The Ute Indians were Hunter-Gatherers who hunted for game like deer, elk, antelope, mountain sheep, and buffalo. They fished the Weber River and ate various fish, clams, frogs, turtles, and mussels. The Ute were also excellent basket makers who wove finely crafted baskets from willow branches to carry food or clothing.
In the late 1800s, Mormon settlers moved to the area and established many small communities. The Mormon pioneers also constructed a large irrigation dam across the Weber River at Echo State Park to irrigate their farms and crops. In the following decades, local farmers and ranchers later used this historic irrigation system.
The Mormons quickly transformed Echo into a farming community. They grew potatoes, corn, wheat, oats, barley, and hay. They also raised sheep and cattle for their own use and traded with other settlers in the area.
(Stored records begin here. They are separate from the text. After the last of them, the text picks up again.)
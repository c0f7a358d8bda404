//! Per-job outcomes, run summaries, and the runner's lifecycle event stream.

use serde::{Deserialize, Serialize};
use std::time::Duration;

/// Terminal classification of a single job.
#[derive(Debug, Clone, Copy, PartialEq, Eq, Serialize, Deserialize)]
#[serde(rename_all = "snake_case")]
pub enum JobStatus {
    Success,
    Failed,
    Skipped,
}

/// Outcome of one submitted job, positionally aligned with the input batch.
#[derive(Debug, Clone, Serialize, Deserialize)]
pub struct JobResult {
    pub name: String,
    pub status: JobStatus,
    #[serde(skip_serializing_if = "Option::is_none")]
    pub err: Option<String>,
    #[serde(with = "duration_millis")]
    pub duration: Duration,
}

impl JobResult {
    pub fn success(name: impl Into<String>, duration: Duration) -> Self {
        Self {
            name: name.into(),
            status: JobStatus::Success,
            err: None,
            duration,
        }
    }

    pub fn failed(name: impl Into<String>, err: impl Into<String>, duration: Duration) -> Self {
        Self {
            name: name.into(),
            status: JobStatus::Failed,
            err: Some(err.into()),
            duration,
        }
    }

    pub fn skipped(name: impl Into<String>, err: impl Into<String>, duration: Duration) -> Self {
        Self {
            name: name.into(),
            status: JobStatus::Skipped,
            err: Some(err.into()),
            duration,
        }
    }
}

/// Aggregate result of one `Execute` call.
///
/// Invariant: `success + failed + skipped == total == results.len()`.
#[derive(Debug, Clone, Default, Serialize, Deserialize)]
pub struct Summary {
    pub total: usize,
    pub success: usize,
    pub failed: usize,
    pub skipped: usize,
    pub results: Vec<JobResult>,
}

impl Summary {
    pub fn new(total: usize) -> Self {
        Self {
            total,
            ..Default::default()
        }
    }

    pub fn push(&mut self, result: JobResult) {
        match result.status {
            JobStatus::Success => self.success += 1,
            JobStatus::Failed => self.failed += 1,
            JobStatus::Skipped => self.skipped += 1,
        }
        self.results.push(result);
    }

    /// True iff every job succeeded.
    pub fn all_success(&self) -> bool {
        self.failed == 0 && self.skipped == 0 && self.success == self.total
    }
}

/// One runner lifecycle record. `queued < started < finished` in timestamp
/// order for a given job; `started` may be absent for a job skipped before
/// dispatch.
#[derive(Debug, Clone, Serialize, Deserialize)]
#[serde(tag = "type", rename_all = "snake_case")]
pub enum EventKind {
    Queued,
    Started,
    Finished {
        status: JobStatus,
        #[serde(with = "duration_millis")]
        duration: Duration,
        #[serde(skip_serializing_if = "Option::is_none")]
        err: Option<String>,
    },
}

#[derive(Debug, Clone, Serialize, Deserialize)]
pub struct Event {
    pub job_index: usize,
    pub job_name: String,
    pub timestamp: chrono::DateTime<chrono::Utc>,
    #[serde(flatten)]
    pub kind: EventKind,
}

impl Event {
    pub fn queued(job_index: usize, job_name: impl Into<String>) -> Self {
        Self {
            job_index,
            job_name: job_name.into(),
            timestamp: chrono::Utc::now(),
            kind: EventKind::Queued,
        }
    }

    pub fn started(job_index: usize, job_name: impl Into<String>) -> Self {
        Self {
            job_index,
            job_name: job_name.into(),
            timestamp: chrono::Utc::now(),
            kind: EventKind::Started,
        }
    }

    pub fn finished(job_index: usize, job_name: impl Into<String>, result: &JobResult) -> Self {
        Self {
            job_index,
            job_name: job_name.into(),
            timestamp: chrono::Utc::now(),
            kind: EventKind::Finished {
                status: result.status,
                duration: result.duration,
                err: result.err.clone(),
            },
        }
    }
}

mod duration_millis {
    use serde::{Deserialize, Deserializer, Serialize, Serializer};
    use std::time::Duration;

    pub fn serialize<S: Serializer>(d: &Duration, s: S) -> Result<S::Ok, S::Error> {
        d.as_millis().serialize(s)
    }

    pub fn deserialize<'de, D: Deserializer<'de>>(d: D) -> Result<Duration, D::Error> {
        Ok(Duration::from_millis(u64::deserialize(d)?))
    }
}

#[cfg(test)]
mod tests {
    use super::*;

    #[test]
    fn summary_invariant_holds_across_pushes() {
        let mut summary = Summary::new(3);
        summary.push(JobResult::success("a", Duration::from_millis(1)));
        summary.push(JobResult::failed("b", "boom", Duration::from_millis(1)));
        summary.push(JobResult::skipped("c", "cancelled", Duration::from_millis(1)));

        assert_eq!(summary.total, 3);
        assert_eq!(summary.success + summary.failed + summary.skipped, summary.total);
        assert_eq!(summary.results.len(), summary.total);
        assert!(!summary.all_success());
    }

    #[test]
    fn finished_event_mirrors_job_result() {
        let result = JobResult::failed("sync", "network error", Duration::from_secs(2));
        let event = Event::finished(0, "sync", &result);
        match event.kind {
            EventKind::Finished { status, duration, err } => {
                assert_eq!(status, result.status);
                assert_eq!(duration, result.duration);
                assert_eq!(err, result.err);
            }
            _ => panic!("expected Finished"),
        }
    }
}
Fishing in Echo State Park
The fishing opportunities at Echo State Park draw anglers from near and far. Visitors can take advantage of various species such as perch, bluegill, brown trout, walleye and more. Over the years, Echo State Park has become a well-recognized producer of large trophy brown trout. This is partly due to the reservoir’s current regulations that require anglers to release all fish under 22 inches - making it an excellent destination for novice and experienced anglers alike.